To coincide with the implementation of the Jackson Review of Civil Litigation Costs, LexisNexis have published a one–off Cook on Costs 2013 Jackson Review Supplement in July 2013, discussing the reforms to the costs of litigation, including, but not limited to:

  • Success fees and after–the–event insurance premiums
  • Introduction of Damages Based Agreements
  • Unreasonable refusal of Part 36 Offers
  • 10% increase in general damages for breach of contract and tort
  • Qualified one–way fee shifting (QOCS)
  • Compulsory budgeting
  • Illegality of payment of referral fees in personal injury litigation
  • Case and costs management of litigation – regulation by the judiciary
  • Redefinition of proportionality of costs between the parties

To give you a taste of the contents of this excellent supplement, we have been given access to chapter 7 on Proportionality.

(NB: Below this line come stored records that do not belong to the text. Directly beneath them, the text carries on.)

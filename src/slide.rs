//! Slide content extraction and replacement.
//!
//! A slide file holds exactly one designated content block, `<Slide>...</Slide>`
//! by default, and the block's children are the slide's visible content. These
//! functions are pure text transforms over one file's source: reading from and
//! writing to disk is the caller's job (see [`crate::mutate`]).
//!
//! ## Empty blocks
//!
//! A block that is present but empty (`<Slide></Slide>`, `<Slide />`) is a
//! valid slide with empty content. Only a *missing* block is
//! [`SlideError::NotFound`].
//!
//! ## Canonical form
//!
//! [`replace`] always writes the block body as `"\n" + content + "\n"`, with
//! the content trimmed. Files created by [`render_template`] use the same
//! shape, so for any file in canonical form `replace(f, extract(f)) == f`, and
//! `replace` is idempotent for every file.

use crate::config::DeckConfig;
use crate::markup::{self, Document, MarkupError};
use std::io;
use thiserror::Error;

#[derive(Error, Debug)]
pub enum SlideError {
    #[error("No {component} component found in {path}")]
    NotFound { component: String, path: String },
    #[error("Target slide not found in slide list: {0}")]
    NotInDeck(String),
    #[error("Cannot insert at index {index}: deck has {len} slides")]
    IndexOutOfRange { index: usize, len: usize },
    #[error("Invalid MDX content: {0}")]
    InvalidContent(#[source] MarkupError),
    #[error("{path} is not valid MDX: {source}")]
    Markup {
        path: String,
        #[source]
        source: MarkupError,
    },
    #[error("IO error on {path}: {source}")]
    Io {
        path: String,
        #[source]
        source: io::Error,
    },
    #[error("Content would not read back unchanged from {path}")]
    NotPreserved { path: String },
    #[error("Import path escapes the project root: {0}")]
    OutsideRoot(String),
    #[error("No slide number left after {last} in {slides_dir}")]
    NumbersExhausted { last: u32, slides_dir: String },
}

impl SlideError {
    pub(crate) fn io(path: impl Into<String>, source: io::Error) -> Self {
        Self::Io {
            path: path.into(),
            source,
        }
    }
}

fn parse_file(source: &str, path: &str) -> Result<Document, SlideError> {
    Document::parse(source).map_err(|source| SlideError::Markup {
        path: path.to_string(),
        source,
    })
}

/// Block body in canonical form.
fn block_body(content: &str) -> String {
    let content = content.trim();
    if content.is_empty() {
        "\n".to_string()
    } else {
        format!("\n{content}\n")
    }
}

/// Return the trimmed children source of the first flow `component` element.
///
/// `path` only labels errors.
pub fn extract(source: &str, component: &str, path: &str) -> Result<String, SlideError> {
    let doc = parse_file(source, path)?;
    let block = doc.find_flow(component).ok_or_else(|| SlideError::NotFound {
        component: component.to_string(),
        path: path.to_string(),
    })?;
    Ok(doc.slice(block.inner()).trim().to_string())
}

/// Check that `content` reads back unchanged once wrapped in a bare
/// `component` block.
///
/// Content can parse on its own and still break the file around it: an
/// unterminated fence or comment swallows the closing tag.
pub fn validate_content(content: &str, component: &str) -> Result<(), SlideError> {
    Document::parse(content).map_err(SlideError::InvalidContent)?;
    let wrapped = format!("<{component}>{}</{component}>\n", block_body(content));
    read_back(&wrapped, content, component, "new content")
}

/// Extract from freshly spliced `output` and compare against what was written.
fn read_back(output: &str, content: &str, component: &str, path: &str) -> Result<(), SlideError> {
    let extracted = match extract(output, component, path) {
        Ok(extracted) => extracted,
        Err(SlideError::Markup { source, .. }) => return Err(SlideError::InvalidContent(source)),
        Err(err) => return Err(err),
    };
    if extracted != content.trim() {
        return Err(SlideError::NotPreserved {
            path: path.to_string(),
        });
    }
    Ok(())
}

/// Replace the children of the first flow `component` element with
/// `new_content`, returning the updated file source.
///
/// The spliced output is parsed again and must yield `new_content` back;
/// otherwise the call fails with [`SlideError::InvalidContent`] or
/// [`SlideError::NotPreserved`] and nothing is produced.
pub fn replace(
    source: &str,
    new_content: &str,
    component: &str,
    path: &str,
) -> Result<String, SlideError> {
    let doc = parse_file(source, path)?;
    Document::parse(new_content).map_err(SlideError::InvalidContent)?;

    let block = doc.find_flow(component).ok_or_else(|| SlideError::NotFound {
        component: component.to_string(),
        path: path.to_string(),
    })?;
    let body = block_body(new_content);

    let Some(close) = &block.close else {
        // `<Slide />` grows into an open/close pair.
        let open = doc.slice(block.open.clone());
        let head = open
            .trim_end_matches('>')
            .trim_end()
            .trim_end_matches('/')
            .trim_end();
        let output = doc.splice(
            block.open.clone(),
            &format!("{head}>{body}</{component}>"),
        );
        read_back(&output, new_content, component, path)?;
        return Ok(output);
    };

    // Keep the closing tag's indentation when it sits on its own line.
    let close_line = markup::line_start(doc.source(), close.start);
    let end = if close_line >= block.open.end
        && doc.source()[close_line..close.start].trim().is_empty()
    {
        close_line
    } else {
        close.start
    };
    let output = doc.splice(block.open.end..end, &body);
    read_back(&output, new_content, component, path)?;
    Ok(output)
}

/// Source of a new slide file: import lines, a title directive, and one
/// content block wrapping `content`.
pub fn render_template(config: &DeckConfig, number: u32, content: &str) -> String {
    let title = config.template.title.replace("{n}", &number.to_string());
    let component = &config.component;
    let mut out = String::new();
    for line in &config.template.imports {
        out.push_str(line);
        out.push('\n');
    }
    if !config.template.imports.is_empty() {
        out.push('\n');
    }
    out.push_str(&format!("<Meta title=\"{}\" />\n\n", title.replace('"', "&quot;")));
    out.push_str(&format!("<{component}>{}</{component}>\n", block_body(content)));
    out
}
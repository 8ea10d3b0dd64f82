//! Wire protocol between the sidebar client and the file-mutating server.
//!
//! Every exchange is one request envelope answered by exactly one response
//! envelope carrying the same `id`:
//!
//! ```text
//! → {"op": "move-slide-up", "id": "slideset-3", "payload": {"storyImportPath": ..., "previousImportPath": ...}}
//! ← {"op": "move-slide-up", "id": "slideset-3", "success": true, "error": null, "payload": {}}
//! ← {"op": "move-slide-up", "id": "slideset-3", "success": false, "error": "NotFound: ..."}
//! ```
//!
//! Payloads are camelCase JSON objects. The payload types here implement
//! [`Request`], which ties each one to its operation name and response type
//! so the client and router cannot disagree about shapes.

use serde::de::DeserializeOwned;
use serde::{Deserialize, Serialize};
use serde_json::Value;
use std::fmt;

/// Named operations the router dispatches.
#[derive(Debug, Clone, Copy, PartialEq, Eq, Hash)]
pub enum Operation {
    GetSlideSource,
    SaveSlide,
    MoveSlideUp,
    MoveSlideDown,
    DeleteSlide,
    InsertSlide,
}

impl Operation {
    pub const ALL: [Operation; 6] = [
        Operation::GetSlideSource,
        Operation::SaveSlide,
        Operation::MoveSlideUp,
        Operation::MoveSlideDown,
        Operation::DeleteSlide,
        Operation::InsertSlide,
    ];

    pub fn name(self) -> &'static str {
        match self {
            Operation::GetSlideSource => "get-slide-source",
            Operation::SaveSlide => "save-slide",
            Operation::MoveSlideUp => "move-slide-up",
            Operation::MoveSlideDown => "move-slide-down",
            Operation::DeleteSlide => "delete-slide",
            Operation::InsertSlide => "insert-slide",
        }
    }

    pub fn from_name(name: &str) -> Option<Self> {
        Self::ALL.into_iter().find(|op| op.name() == name)
    }
}

impl fmt::Display for Operation {
    fn fmt(&self, f: &mut fmt::Formatter<'_>) -> fmt::Result {
        f.write_str(self.name())
    }
}

/// Failure families reported in a response's `error` prefix.
#[derive(Debug, Clone, Copy, PartialEq, Eq)]
pub enum ErrorKind {
    NotFound,
    InvalidContent,
    IoError,
    UnknownError,
}

impl ErrorKind {
    pub fn label(self) -> &'static str {
        match self {
            ErrorKind::NotFound => "NotFound",
            ErrorKind::InvalidContent => "InvalidContent",
            ErrorKind::IoError => "IOError",
            ErrorKind::UnknownError => "UnknownError",
        }
    }
}

/// A typed request payload.
pub trait Request: Serialize + DeserializeOwned {
    const OP: Operation;
    type Response: Serialize + DeserializeOwned;

    /// Identifying fields for log lines.
    fn describe(&self) -> String;
}

/// Response payload of operations that return nothing.
#[derive(Debug, Clone, Default, PartialEq, Eq, Serialize, Deserialize)]
pub struct Empty {}

#[derive(Debug, Clone, PartialEq, Eq, Serialize, Deserialize)]
#[serde(rename_all = "camelCase")]
pub struct GetSlideSourceRequest {
    pub story_id: String,
    pub import_path: String,
}

#[derive(Debug, Clone, PartialEq, Eq, Serialize, Deserialize)]
#[serde(rename_all = "camelCase")]
pub struct GetSlideSourceResponse {
    pub content: String,
    pub story_id: String,
}

impl Request for GetSlideSourceRequest {
    const OP: Operation = Operation::GetSlideSource;
    type Response = GetSlideSourceResponse;

    fn describe(&self) -> String {
        format!("story={} path={}", self.story_id, self.import_path)
    }
}

#[derive(Debug, Clone, PartialEq, Eq, Serialize, Deserialize)]
#[serde(rename_all = "camelCase")]
pub struct SaveSlideRequest {
    pub story_id: String,
    pub import_path: String,
    pub content: String,
}

impl Request for SaveSlideRequest {
    const OP: Operation = Operation::SaveSlide;
    type Response = Empty;

    fn describe(&self) -> String {
        format!("story={} path={}", self.story_id, self.import_path)
    }
}

#[derive(Debug, Clone, PartialEq, Eq, Serialize, Deserialize)]
#[serde(rename_all = "camelCase")]
pub struct MoveSlideUpRequest {
    pub story_import_path: String,
    pub previous_import_path: String,
}

impl Request for MoveSlideUpRequest {
    const OP: Operation = Operation::MoveSlideUp;
    type Response = Empty;

    fn describe(&self) -> String {
        format!(
            "path={} previous={}",
            self.story_import_path, self.previous_import_path
        )
    }
}

#[derive(Debug, Clone, PartialEq, Eq, Serialize, Deserialize)]
#[serde(rename_all = "camelCase")]
pub struct MoveSlideDownRequest {
    pub story_import_path: String,
    pub next_import_path: String,
}

impl Request for MoveSlideDownRequest {
    const OP: Operation = Operation::MoveSlideDown;
    type Response = Empty;

    fn describe(&self) -> String {
        format!("path={} next={}", self.story_import_path, self.next_import_path)
    }
}

#[derive(Debug, Clone, PartialEq, Eq, Serialize, Deserialize)]
#[serde(rename_all = "camelCase")]
pub struct DeleteSlideRequest {
    pub target_import_path: String,
    pub all_slide_import_paths: Vec<String>,
}

impl Request for DeleteSlideRequest {
    const OP: Operation = Operation::DeleteSlide;
    type Response = Empty;

    fn describe(&self) -> String {
        format!(
            "target={} deck_len={}",
            self.target_import_path,
            self.all_slide_import_paths.len()
        )
    }
}

#[derive(Debug, Clone, PartialEq, Eq, Serialize, Deserialize)]
#[serde(rename_all = "camelCase")]
pub struct InsertSlideRequest {
    pub insert_at_index: usize,
    pub all_slide_import_paths: Vec<String>,
    #[serde(default, skip_serializing_if = "Option::is_none")]
    pub content: Option<String>,
}

#[derive(Debug, Clone, PartialEq, Eq, Serialize, Deserialize)]
#[serde(rename_all = "camelCase")]
pub struct InsertSlideResponse {
    pub new_import_path: String,
}

impl Request for InsertSlideRequest {
    const OP: Operation = Operation::InsertSlide;
    type Response = InsertSlideResponse;

    fn describe(&self) -> String {
        format!(
            "index={} deck_len={}",
            self.insert_at_index,
            self.all_slide_import_paths.len()
        )
    }
}

/// A request on the wire.
#[derive(Debug, Clone, PartialEq, Serialize, Deserialize)]
pub struct RequestEnvelope {
    pub op: String,
    pub id: String,
    #[serde(default)]
    pub payload: Value,
}

impl RequestEnvelope {
    pub fn new<R: Request>(id: impl Into<String>, request: &R) -> Result<Self, serde_json::Error> {
        Ok(Self {
            op: R::OP.name().to_string(),
            id: id.into(),
            payload: serde_json::to_value(request)?,
        })
    }
}

/// A response on the wire. `payload` is present only on success.
#[derive(Debug, Clone, PartialEq, Serialize, Deserialize)]
pub struct ResponseEnvelope {
    pub op: String,
    pub id: String,
    pub success: bool,
    #[serde(default)]
    pub error: Option<String>,
    #[serde(default, skip_serializing_if = "Option::is_none")]
    pub payload: Option<Value>,
}

impl ResponseEnvelope {
    pub fn success(request: &RequestEnvelope, payload: Value) -> Self {
        Self {
            op: request.op.clone(),
            id: request.id.clone(),
            success: true,
            error: None,
            payload: Some(payload),
        }
    }

    pub fn failure(request: &RequestEnvelope, kind: ErrorKind, message: impl fmt::Display) -> Self {
        Self {
            op: request.op.clone(),
            id: request.id.clone(),
            success: false,
            error: Some(format!("{}: {message}", kind.label())),
            payload: None,
        }
    }
}
//! # Slideset
//!
//! A slide-deck editor for Storybook MDX. Each slide is an MDX file holding one
//! `<Slide>` block; a deck is the set of docs pages whose ids differ only in
//! the slide number. Slideset reorders, inserts and deletes slides by moving
//! block contents between files, so every file keeps its path and every link
//! to a slide page keeps working.
//!
//! # Architecture: Client, Router, Files
//!
//! ```text
//! sidebar action ─→ Client ──request──→ Router ─→ Mutator ─→ slide files
//!  (page ids)       (index → paths)  ←response──   (content moves)
//! ```
//!
//! - The **client** speaks in page ids and uses the linked page index to turn
//!   "move this slide up" into "swap the contents of these two import paths".
//! - The **router** answers each named request with exactly one correlated
//!   response. It holds no state; the caller always sends the full list of
//!   paths an operation touches.
//! - The **mutator** rewrites files one at a time through the extractor and
//!   replacer, which only ever touch the inside of the `<Slide>` block.
//!
//! The request channel is line-delimited JSON (`slideset serve`), or an
//! in-process call when the CLI drives the router directly.
//!
//! # Module Map
//!
//! | Module | Role |
//! |--------|------|
//! | [`markup`] | Lossless MDX element tree: JSX spans over `pulldown-cmark` |
//! | [`slide`] | Extract and replace the `<Slide>` block; new-slide template |
//! | [`store`] | `SlideStore` trait and the root-confined disk store |
//! | [`mutate`] | Swap, delete and insert as content shifts over a path list |
//! | [`protocol`] | Operation names, typed payloads, request/response envelopes |
//! | [`router`] | Request dispatch and the line-delimited serve loop |
//! | [`index`] | Linked page index, decks, prev/next links, the index cache |
//! | [`client`] | Request façade over a transport |
//! | [`drag`] | Sidebar drag-and-drop state machine and drop positions |
//! | [`config`] | `slideset.toml` loading, merging over defaults, validation |
//! | [`naming`] | `{n}.mdx` slide filename convention |
//! | [`output`] | CLI output formatting |
//!
//! # Design Decisions
//!
//! ## Content Moves, Never Renames
//!
//! Moving slide 3 up swaps the block contents of `2.mdx` and `3.mdx`. The host
//! keys pages by file, so a rename would break bookmarks and leave the page
//! index pointing at files that no longer exist. The cost is that filenames
//! stop reflecting order; nothing reads them as an ordering signal.
//!
//! ## Splice, Don't Re-Render
//!
//! [`markup`] records byte spans instead of building a full AST that would
//! have to be printed back. Replacing a slide splices new text between two
//! offsets, so imports, comments, formatting and everything outside the block
//! survive byte for byte.
//!
//! ## One Ordering
//!
//! Deck order is the order of the host's page index. Sibling lists, position
//! lookups and prev/next links all derive from that one sequence (see
//! [`index`]), so "the slide after this one" means the same thing to the
//! navigation buttons and to the move commands.
//!
//! ## Empty Slides Are Slides
//!
//! `<Slide></Slide>` and `<Slide />` are valid slides with empty content. Only
//! a file without the block is an error, which keeps freshly inserted blank
//! slides movable and deletable.

pub mod client;
pub mod config;
pub mod drag;
pub mod index;
pub mod markup;
pub mod mutate;
pub mod naming;
pub mod output;
pub mod protocol;
pub mod router;
pub mod slide;
pub mod store;

#[cfg(test)]
pub(crate) mod test_helpers;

Reform and the Case for Reform

The concept of proportionality is central to the reforms. Jackson saw his remit in his review of civil litigation costs was ‘to promote access to justice at proportionate costs’ (chapter 4, para 1.14 of the ‘review of civil lit costs: Final report'). A noble aim but one that brought with it the concerns of the legal community that the pursuit of justice has been qualified. “The answer in any given case is that this definition will lead to whatever the judge considering the check-list, in the context of the case before him/her, decides is proportionate with the parameters of a reasonable exercise of judicial discretion." (Cook on Costs 2013 Jackson Review Supplement, Chapter 7) This inevitably brings a concern that a more thorough investigation may be permitted in one court than in another.

Proportionality is central to the new costs management regime and the way in which the court will determine the budget; proportionality will ultimately determine a budget figure for each phase, although curiously, at the time of setting the budget, the identity of the paying party is unknown - will the court assume that when setting each budget figure that the party is the receiving party?

The chapter goes onto consider the reversal of Lownds and the court's new approach which should be to first make an assessment of reasonable costs and then decide if those costs are proportional. If they are not, they should be reduced as appropriate.

Practical Application and Effect of the Reform

Case management and costs management go hand in hand and this chapter goes onto consider several areas which are directly impacted by proportionality, including allocation, use of standard direction templates, witnesses and witness statements, disclosure, experts, relief from sanctions, trial, assessment of costs and agreement of budgets and directions.